小林の衝撃的なタイムの感動が覚めやらぬまま、午後10時から予選3回目が行われた。すっかり夜の帳が降りたコースで、まずTS050 HYBRID 8号車の中嶋がタイムを3分17秒128まで縮め、予選2番手のポジションを確実にした。9号車はニコラス・ラピエールのマークした3分18秒625がベスト・タイム。予選順位は2台のポルシェに続く5番手だった。9号車は他の2台と異なり、国本雄資、ホセ・マリア・ロペスという2人のル・マン未経験ドライバーがラインアップに加わっており、予選セッションを通してナイトランの経験を積むことも忘れなかった。

ル・マンのコースレコードについて

ル・マン24時間レースが行われるサルト・サーキットは、24時間レースが始まった1923年に現在とほぼ同じレイアウト・距離になり、以後少しずつ形状を変えて現在に至っている。これまでの最速記録は1985年にポルシェ962のハンス・ヨアヒム・シュトックがマークした平均251.815km/hで、この記録はユノディエールにシケインが設置される前のもの。最高速が400km/hを越える車両が出始めたため、1990年、ストレート上に2カ所のシケインが設置された。シケイン設置後のベストラップは、2015年にポルシェ919のニール・ジャニが記録した3分16秒887(平均249.2km/h)だった。今年、小林可夢偉はそのタイムを大幅に破るとともに、最速記録を更新(251.882km/h)したことになる。

小林可夢偉 (TS050 HYBRID 7号車)のコメント

画像: 小林可夢偉 (TS050 HYBRID 7号車)のコメント

チーム全員のおかげでこの結果が得られ、本当に感謝しています。100%のアタックができ、思い通りの速さを示せました。TS050 HYBRIDも快調そのもので、最高のアタックラップでした。赤旗中断からの再開直後というタイミングも絶好で、コース上もクリアな状況であり、フルアタックできました。ポールポジションを獲得できたことは本当に誇りに思います。とはいえ、まだ24時間レースはスタートしていません。重要なのは決勝レースの結果であり、それこそが我々の目標です。

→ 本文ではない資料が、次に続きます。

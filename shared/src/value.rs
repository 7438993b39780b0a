/// Opaque envelope body.
///
/// The codec decides how bodies look on the wire; hosts only move them
/// around, compare them, and occasionally build a small one (a close reason,
/// an authenticated subject).
#[derive(Clone, Debug, PartialEq, Default)]
pub enum Value {
    #[default]
    Absent,
    Bool(bool),
    Num(f64),
    Text(String),
    Data(Vec<u8>),
    Record(Vec<(String, Value)>),
}

impl Value {
    pub fn text(value: impl Into<String>) -> Self {
        Value::Text(value.into())
    }

    pub fn is_absent(&self) -> bool {
        matches!(self, Value::Absent)
    }

    pub fn as_text(&self) -> Option<&str> {
        match self {
            Value::Text(text) => Some(text),
            _ => None,
        }
    }

    /// Looks up a field of a `Record` body.
    pub fn get(&self, key: &str) -> Option<&Value> {
        match self {
            Value::Record(fields) => fields
                .iter()
                .find(|(field, _)| field == key)
                .map(|(_, value)| value),
            _ => None,
        }
    }
}

impl From<&str> for Value {
    fn from(value: &str) -> Self {
        Value::text(value)
    }
}

impl From<bool> for Value {
    fn from(value: bool) -> Self {
        Value::Bool(value)
    }
}

impl From<f64> for Value {
    fn from(value: f64) -> Self {
        Value::Num(value)
    }
}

中嶋一貴 (TS050 HYBRID 8号車)のコメント

画像: 中嶋一貴 (TS050 HYBRID 8号車)のコメント

時間の経過と共にコースコンディションが徐々に向上して行くのが感じられた一日でした。トラブルがあり、我々は満足いく予選アタックが出来ませんでしたが、それでも2番手グリッドを獲得、チームの最前列独占という素晴らしい結果に貢献出来ました。決勝レースへ向けたTS050 HYBRIDのバランスには満足していますし、自信を持って決勝レースに臨めます。

ポルシェチームは3位、5位から虎視眈々と…

画像: ポルシェチームは3位、5位から虎視眈々と…

対するポルシェチームは、2号車のティモ・ベルンハルト(ドイツ)が3分19秒170のタイムで3位に入り、1号車のニール・ジャニ(スイス)が3分21秒165で5位に入った。予選ではトヨタの後塵を拝したものの、ポルシェは世界で最も過酷な耐久レースにタイトル防衛者として挑む。

ポルシェチーム監督のアンドレアス・ザイドルのコメント

最初に、ポルシェ919ハイブリッドをさらに改善するためにテストデー以来、懸命に頑張ってくれたチームの皆に感謝します。今日は暑さの中、見事な活躍をしてくれたおかげでレースウィークに好スタートを切ることができました。水曜日のプログラムを問題なく完了し、レースのセットアップについて多くのことを学びました。2台の車は高い外気温にもかかわらず素晴しい走りを見せています。セッションの始めに両方の車で初めてフルタンクに近い状態でのアタックラップを試みました。特にニールについてはクリアラップではなかったので、その後はレースの準備を継続しました。